▸ Exercise aim:
Beginning at the top of the listing, repeat each line exactly until the line with "input size limits." has been repeated too.

--------------------------------------------------

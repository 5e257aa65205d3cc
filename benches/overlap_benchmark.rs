use criterion::{black_box, criterion_group, criterion_main, BenchmarkId, Criterion};
use genseq::{assemble, overlap_length, overlap_length_by_slices, OverlapGraph};
use std::time::Duration;

/// Benchmarks comparing the byte-loop and slice-comparison overlap scans,
/// plus graph construction and full assembly at the input size limits.

fn generate_synthetic_fragments(n: usize, fragment_len: usize, overlap_len: usize) -> Vec<String> {
    use rand::rngs::StdRng;
    use rand::seq::SliceRandom;
    use rand::{Rng, SeedableRng};

    let mut rng = StdRng::seed_from_u64(42);
    let bases = b"ACGT";
    let mut fragments = Vec::with_capacity(n);

    let mut current: Vec<u8> = (0..fragment_len)
        .map(|_| bases[rng.gen_range(0..4)])
        .collect();
    fragments.push(String::from_utf8(current.clone()).unwrap());

    // Each fragment repeats the tail of the previous one
    for _ in 1..n {
        let mut next = Vec::with_capacity(fragment_len);
        next.extend_from_slice(&current[fragment_len - overlap_len..]);
        for _ in overlap_len..fragment_len {
            next.push(bases[rng.gen_range(0..4)]);
        }
        fragments.push(String::from_utf8(next.clone()).unwrap());
        current = next;
    }

    fragments.shuffle(&mut rng);
    fragments
}

fn bench_overlap_scans(c: &mut Criterion) {
    let mut group = c.benchmark_group("overlap_scan");
    group.measurement_time(Duration::from_secs(10));

    for fragment_len in [100, 1000].iter() {
        let fragments = generate_synthetic_fragments(50, *fragment_len, fragment_len * 3 / 5);

        group.bench_with_input(
            BenchmarkId::new("byte_loop", fragment_len),
            &fragments,
            |b, fragments| {
                b.iter(|| {
                    for x in fragments {
                        for y in fragments {
                            black_box(overlap_length(black_box(x), black_box(y)));
                        }
                    }
                });
            },
        );

        group.bench_with_input(
            BenchmarkId::new("slices", fragment_len),
            &fragments,
            |b, fragments| {
                b.iter(|| {
                    for x in fragments {
                        for y in fragments {
                            black_box(overlap_length_by_slices(black_box(x), black_box(y)));
                        }
                    }
                });
            },
        );
    }

    group.finish();
}

fn bench_assembly(c: &mut Criterion) {
    let mut group = c.benchmark_group("assembly");
    group.sample_size(20);

    for n in [10, 50].iter() {
        let fragments = generate_synthetic_fragments(*n, 1000, 600);

        group.bench_with_input(BenchmarkId::new("build_graph", n), &fragments, |b, fragments| {
            b.iter(|| OverlapGraph::build(black_box(fragments)).unwrap());
        });

        group.bench_with_input(BenchmarkId::new("assemble", n), &fragments, |b, fragments| {
            b.iter(|| assemble(black_box(fragments)).unwrap());
        });
    }

    group.finish();
}

criterion_group!(benches, bench_overlap_scans, bench_assembly);

criterion_main!(benches);
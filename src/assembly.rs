//! Sequence reconstruction by walking the overlap chain.

use log::{debug, info};

use crate::graph::{HeadPolicy, OverlapGraph};

/// Failures that end an assembly attempt. None of them are retried.
#[derive(thiserror::Error, Debug, Clone, PartialEq, Eq)]
pub enum AssemblyError {
    #[error(
        "fragment {fragment} overlaps more than one successor (fragments {first} and {second})"
    )]
    AmbiguousOverlap {
        fragment: usize,
        first: usize,
        second: usize,
    },
    #[error("no head fragment found: every fragment has a predecessor")]
    NoHeadFound,
    #[error("more than one head fragment found: {heads:?}")]
    MultipleHeads { heads: Vec<usize> },
    #[error("traversal visited {visited} of {total} fragments")]
    IncompleteTraversal { visited: usize, total: usize },
    #[error("traversal returned to fragment {fragment}, the overlap chain contains a cycle")]
    CycleDetected { fragment: usize },
    #[error("overlap {from} -> {to} of {len} bp does not fit the fragments")]
    InvalidOverlap { from: usize, to: usize, len: usize },
}

/// Options for a single assembly run.
#[derive(Debug, Clone, Copy, Default)]
pub struct AssemblyConfig {
    /// How to pick the chain start when several fragments lack a predecessor.
    pub head_policy: HeadPolicy,
}

/// An assembled sequence together with the fragment order that produced it.
#[derive(Debug, Clone, PartialEq, Eq)]
pub struct Assembly {
    pub sequence: String,
    /// Fragment indices from head to tail.
    pub path: Vec<usize>,
}

/// Walk the chain from its head, appending the non-overlapping tail of each
/// successor. Every fragment must be visited exactly once.
pub fn traverse(
    graph: &OverlapGraph<'_>,
    config: AssemblyConfig,
) -> Result<Assembly, AssemblyError> {
    let fragments = graph.fragments();
    let total = fragments.len();
    let head = graph.head(config.head_policy)?;

    let mut visited = vec![false; total];
    let mut path = Vec::with_capacity(total);
    let mut sequence = String::with_capacity(fragments.iter().map(String::len).sum());

    sequence.push_str(&fragments[head]);
    visited[head] = true;
    path.push(head);

    let mut current = head;
    while let Some(edge) = graph.successor(current) {
        if visited[edge.to] {
            debug!("Chain from fragment {} loops back to fragment {}", head, edge.to);
            // A loop that strands other fragments is still an incomplete walk.
            if path.len() < total {
                return Err(AssemblyError::IncompleteTraversal {
                    visited: path.len(),
                    total,
                });
            }
            return Err(AssemblyError::CycleDetected { fragment: edge.to });
        }
        sequence.push_str(&fragments[edge.to][edge.len..]);
        visited[edge.to] = true;
        path.push(edge.to);
        current = edge.to;
    }

    if path.len() != total {
        debug!("Chain from fragment {} stopped at fragment {}", head, current);
        return Err(AssemblyError::IncompleteTraversal {
            visited: path.len(),
            total,
        });
    }

    Ok(Assembly { sequence, path })
}

/// Build the overlap graph and traverse it. The first failure is returned
/// unchanged and no partial sequence is produced.
pub fn assemble_with_config(
    fragments: &[String],
    config: AssemblyConfig,
) -> Result<Assembly, AssemblyError> {
    let graph = OverlapGraph::build(fragments)?;
    let assembly = traverse(&graph, config)?;
    info!(
        "Assembled {} fragments into {} bp",
        fragments.len(),
        assembly.sequence.len()
    );
    Ok(assembly)
}

/// Assemble `fragments` with the default configuration.
///
/// ```
/// let fragments: Vec<String> = ["ATTAGACCTG", "CCTGCCGGAA", "AGACCTGCCG", "GCCGGAATAC"]
///     .iter()
///     .map(|s| s.to_string())
///     .collect();
/// assert_eq!(genseq::assemble(&fragments).unwrap(), "ATTAGACCTGCCGGAATAC");
/// ```
pub fn assemble(fragments: &[String]) -> Result<String, AssemblyError> {
    assemble_with_config(fragments, AssemblyConfig::default()).map(|assembly| assembly.sequence)
}
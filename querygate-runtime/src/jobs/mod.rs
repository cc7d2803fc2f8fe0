//! Background Jobs for QueryGate
//!
//! - `session_reaper`: Evicts conversation sessions idle beyond the
//!   staleness threshold
//!
//! # Usage
//!
//! [`QueryGate::start`](crate::QueryGate::start) spawns the reaper for you.
//! To run it by hand:
//!
//! ```ignore
//! use querygate_runtime::jobs::{session_reaper_task, ReaperConfig};
//! use tokio::sync::watch;
//!
//! let (shutdown_tx, shutdown_rx) = watch::channel(false);
//! tokio::spawn(session_reaper_task(Arc::clone(&store), ReaperConfig::default(), shutdown_rx));
//!
//! // On shutdown
//! let _ = shutdown_tx.send(true);
//! ```

pub mod session_reaper;

pub use session_reaper::{
    run_session_reaper, run_sweep, session_reaper_task, ReaperConfig, ReaperMetrics,
    ReaperSnapshot, SessionSweeper,
};
//! Validated identifiers.
//!
//! A `TenantId` or `SessionId` can only be built from a non-empty string, so
//! store operations that take them never have to reject their input.

use crate::{QueryGateResult, ValidationError};
use serde::{Deserialize, Serialize};
use std::fmt;
use uuid::Uuid;

/// External store/customer identifier that scopes cache entries.
#[derive(Debug, Clone, PartialEq, Eq, Hash, PartialOrd, Ord, Serialize, Deserialize)]
#[serde(try_from = "String", into = "String")]
pub struct TenantId(String);

impl TenantId {
    /// Validate and wrap a tenant identifier.
    pub fn new(raw: impl Into<String>) -> QueryGateResult<Self> {
        let raw = raw.into();
        if raw.trim().is_empty() {
            return Err(ValidationError::RequiredFieldMissing {
                field: "tenant".to_string(),
            }
            .into());
        }
        Ok(Self(raw))
    }

    pub fn as_str(&self) -> &str {
        &self.0
    }
}

impl fmt::Display for TenantId {
    fn fmt(&self, f: &mut fmt::Formatter<'_>) -> fmt::Result {
        f.write_str(&self.0)
    }
}

impl TryFrom<String> for TenantId {
    type Error = crate::QueryGateError;

    fn try_from(value: String) -> Result<Self, Self::Error> {
        Self::new(value)
    }
}

impl From<TenantId> for String {
    fn from(value: TenantId) -> Self {
        value.0
    }
}

/// Opaque conversation session token.
///
/// Ids are caller-supplied or generated. Once a session is evicted its id may
/// be reused and will start a fresh session, so ids are not unique across time.
#[derive(Debug, Clone, PartialEq, Eq, Hash, PartialOrd, Ord, Serialize, Deserialize)]
#[serde(try_from = "String", into = "String")]
pub struct SessionId(String);

impl SessionId {
    /// Validate and wrap a caller-supplied session id.
    pub fn new(raw: impl Into<String>) -> QueryGateResult<Self> {
        let raw = raw.into();
        if raw.trim().is_empty() {
            return Err(ValidationError::RequiredFieldMissing {
                field: "session_id".to_string(),
            }
            .into());
        }
        Ok(Self(raw))
    }

    /// Generate a fresh, time-sortable session id.
    pub fn generate() -> Self {
        Self(Uuid::now_v7().to_string())
    }

    /// Use the caller's id when present, otherwise generate one.
    pub fn or_generate(raw: Option<&str>) -> QueryGateResult<Self> {
        match raw {
            Some(raw) => Self::new(raw),
            None => Ok(Self::generate()),
        }
    }

    pub fn as_str(&self) -> &str {
        &self.0
    }
}

impl fmt::Display for SessionId {
    fn fmt(&self, f: &mut fmt::Formatter<'_>) -> fmt::Result {
        f.write_str(&self.0)
    }
}

impl TryFrom<String> for SessionId {
    type Error = crate::QueryGateError;

    fn try_from(value: String) -> Result<Self, Self::Error> {
        Self::new(value)
    }
}

impl From<SessionId> for String {
    fn from(value: SessionId) -> Self {
        value.0
    }
}
/// Like [`session_reaper_task`], but records into caller-owned metrics so
/// they can be read while the task runs.
pub async fn run_session_reaper<S: SessionSweeper>(
    store: Arc<S>,
    config: ReaperConfig,
    metrics: Arc<ReaperMetrics>,
    mut shutdown_rx: watch::Receiver<bool>,
) {
    let now = Instant::now();
    let first_sweep = now
        .checked_add(config.interval)
        .unwrap_or_else(|| now + FAR_FUTURE);
    let mut sweep_interval = interval_at(first_sweep, config.interval);
    sweep_interval.set_missed_tick_behavior(MissedTickBehavior::Skip);

    tracing::info!(
        interval_secs = config.interval.as_secs(),
        stale_after_secs = config.stale_after.as_secs(),
        "Session reaper task started"
    );

    loop {
        tokio::select! {
            changed = shutdown_rx.changed() => {
                if changed.is_err() || *shutdown_rx.borrow() {
                    tracing::info!("Session reaper task shutting down");
                    break;
                }
            }

            _ = sweep_interval.tick() => {
                run_sweep(&store, &config, &metrics).await;
            }
        }
    }

    let snapshot = metrics.snapshot();
    tracing::info!(
        sweeps = snapshot.sweeps,
        sessions_evicted = snapshot.sessions_evicted,
        sweep_errors = snapshot.sweep_errors,
        "Session reaper task completed"
    );
}

/// Perform one sweep, isolating any failure from the caller.
///
/// Returns the number of evicted sessions, or `None` if the sweep failed.
pub async fn run_sweep<S: SessionSweeper>(
    store: &Arc<S>,
    config: &ReaperConfig,
    metrics: &ReaperMetrics,
) -> Option<usize> {
    metrics.sweeps.fetch_add(1, Ordering::Relaxed);

    let target = Arc::clone(store);
    let stale_after = config.stale_after;
    let outcome = match tokio::task::spawn_blocking(move || target.reap_stale(stale_after)).await
    {
        Ok(outcome) => outcome,
        Err(e) => {
            tracing::error!(error = %e, "Session reaper sweep failed");
            metrics.sweep_errors.fetch_add(1, Ordering::Relaxed);
            return None;
        }
    };

    let evicted = outcome.evicted_count();
    metrics
        .sessions_evicted
        .fetch_add(evicted as u64, Ordering::Relaxed);

    if config.log_evictions {
        for session_id in &outcome.evicted {
            tracing::warn!(session_id = %session_id, "Evicted stale conversation session");
        }
    }

    if evicted > 0 {
        tracing::info!(
            examined = outcome.examined,
            evicted,
            "Session reaper sweep completed"
        );
    } else {
        tracing::trace!(
            examined = outcome.examined,
            "Session reaper sweep completed with no stale sessions"
        );
    }

    Some(evicted)
}

#[cfg(test)]
mod tests {
    use super::*;
    use querygate_context::ConversationConfig;
    use querygate_core::{ManualClock, SessionId};
    use std::sync::atomic::AtomicUsize;

    fn store_with_clock() -> (Arc<ConversationStore>, ManualClock) {
        let clock = ManualClock::starting_now();
        let store =
            ConversationStore::with_clock(ConversationConfig::default(), Arc::new(clock.clone()))
                .expect("valid config");
        (Arc::new(store), clock)
    }

    /// Panics on its first sweep, then reports nothing to evict.
    #[derive(Default)]
    struct FlakySweeper {
        calls: AtomicUsize,
    }

    impl SessionSweeper for FlakySweeper {
        fn reap_stale(&self, _stale_after: Duration) -> ReapOutcome {
            if self.calls.fetch_add(1, Ordering::SeqCst) == 0 {
                panic!("transient sweep failure");
            }
            ReapOutcome::default()
        }
    }

    #[test]
    fn test_config_default() {
        let config = ReaperConfig::default();
        assert_eq!(config.interval, Duration::from_secs(DEFAULT_REAP_INTERVAL_SECS));
        assert_eq!(config.stale_after, Duration::from_secs(DEFAULT_STALE_AFTER_SECS));
        assert!(config.log_evictions);
        assert!(config.validate().is_ok());
    }

    #[test]
    fn test_config_development() {
        let config = ReaperConfig::development();
        assert_eq!(config.interval, Duration::from_secs(10));
        assert_eq!(config.stale_after, Duration::from_secs(60));
    }

    #[test]
    fn test_config_from_master() {
        let master = QueryGateConfig {
            reap_interval_seconds: 5,
            stale_after_seconds: 50,
            ..Default::default()
        };
        let config = ReaperConfig::from(&master);
        assert_eq!(config.interval, Duration::from_secs(5));
        assert_eq!(config.stale_after, Duration::from_secs(50));
    }

    #[test]
    fn test_zero_interval_rejected() {
        let config = ReaperConfig::default().with_interval(Duration::ZERO);
        assert!(config.validate().unwrap_err().is_invalid_argument());
    }

    #[test]
    fn test_unschedulable_interval_rejected() {
        let config = ReaperConfig::default().with_interval(Duration::from_secs(u64::MAX));
        assert!(config.validate().unwrap_err().is_invalid_argument());
    }

    #[tokio::test]
    async fn test_task_survives_unschedulable_interval() {
        let (store, _clock) = store_with_clock();
        let config = ReaperConfig::default().with_interval(Duration::from_secs(u64::MAX));
        let (shutdown_tx, shutdown_rx) = watch::channel(false);
        let handle = tokio::spawn(session_reaper_task(store, config, shutdown_rx));

        tokio::task::yield_now().await;
        shutdown_tx.send(true).unwrap();
        let metrics = handle.await.expect("reaper task joins cleanly");
        assert_eq!(metrics.snapshot().sweeps, 0);
    }

    #[test]
    fn test_metrics_snapshot() {
        let metrics = ReaperMetrics::new();
        metrics.sweeps.store(4, Ordering::Relaxed);
        metrics.sessions_evicted.store(7, Ordering::Relaxed);

        let snapshot = metrics.snapshot();
        assert_eq!(snapshot.sweeps, 4);
        assert_eq!(snapshot.sessions_evicted, 7);
        assert_eq!(snapshot.sweep_errors, 0);
    }

    #[tokio::test]
    async fn test_run_sweep_evicts_stale_sessions() {
        let (store, clock) = store_with_clock();
        let stale = SessionId::new("stale").unwrap();
        let fresh = SessionId::new("fresh").unwrap();
        store.record_turn(&stale, "q", "a");
        clock.advance_secs(3601);
        store.record_turn(&fresh, "q", "a");

        let metrics = ReaperMetrics::new();
        let evicted = run_sweep(&store, &ReaperConfig::default(), &metrics).await;

        assert_eq!(evicted, Some(1));
        assert!(store.snapshot(&stale).is_none());
        assert!(store.snapshot(&fresh).is_some());
        assert_eq!(metrics.snapshot().sessions_evicted, 1);
    }

    #[tokio::test]
    async fn test_failed_sweep_does_not_stop_next_sweep() {
        let sweeper = Arc::new(FlakySweeper::default());
        let config = ReaperConfig::default();
        let metrics = ReaperMetrics::new();

        assert_eq!(run_sweep(&sweeper, &config, &metrics).await, None);
        assert_eq!(run_sweep(&sweeper, &config, &metrics).await, Some(0));

        let snapshot = metrics.snapshot();
        assert_eq!(snapshot.sweeps, 2);
        assert_eq!(snapshot.sweep_errors, 1);
    }

    #[tokio::test]
    async fn test_task_stops_on_shutdown_signal() {
        let (store, _clock) = store_with_clock();
        let (shutdown_tx, shutdown_rx) = watch::channel(false);
        let handle = tokio::spawn(session_reaper_task(
            store,
            ReaperConfig::default(),
            shutdown_rx,
        ));

        shutdown_tx.send(true).unwrap();
        let metrics = tokio::time::timeout(Duration::from_secs(5), handle)
            .await
            .expect("reaper stopped")
            .expect("reaper joined");
        assert_eq!(metrics.snapshot().sweeps, 0, "first sweep waits a full interval");
    }

    #[tokio::test]
    async fn test_task_stops_when_sender_dropped() {
        let (store, _clock) = store_with_clock();
        let (shutdown_tx, shutdown_rx) = watch::channel(false);
        let handle = tokio::spawn(session_reaper_task(
            store,
            ReaperConfig::default(),
            shutdown_rx,
        ));

        drop(shutdown_tx);
        assert!(tokio::time::timeout(Duration::from_secs(5), handle)
            .await
            .is_ok());
    }

    #[tokio::test]
    async fn test_task_keeps_sweeping_after_failure() {
        let sweeper = Arc::new(FlakySweeper::default());
        let metrics = Arc::new(ReaperMetrics::new());
        let (shutdown_tx, shutdown_rx) = watch::channel(false);
        let config = ReaperConfig::default().with_interval(Duration::from_millis(10));

        let handle = tokio::spawn(run_session_reaper(
            Arc::clone(&sweeper),
            config,
            Arc::clone(&metrics),
            shutdown_rx,
        ));

        tokio::time::timeout(Duration::from_secs(5), async {
            while metrics.snapshot().sweeps < 3 {
                tokio::time::sleep(Duration::from_millis(5)).await;
            }
        })
        .await
        .expect("reaper kept sweeping");

        shutdown_tx.send(true).unwrap();
        handle.await.unwrap();
        assert_eq!(metrics.snapshot().sweep_errors, 1);
    }
}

--------------------------------------------------

▸ Result below:
repository 5e257aa65205d3cc
filename benches/overlap_benchmark.rs
use criterion::{black_box, criterion_group, criterion_main, BenchmarkId, Criterion};
use genseq::{assemble, overlap_length, overlap_length_by_slices, OverlapGraph};
use std::time::Duration;

/// Benchmarks comparing the byte-loop and slice-comparison overlap scans,
/// plus graph construction and full assembly at the input size limits.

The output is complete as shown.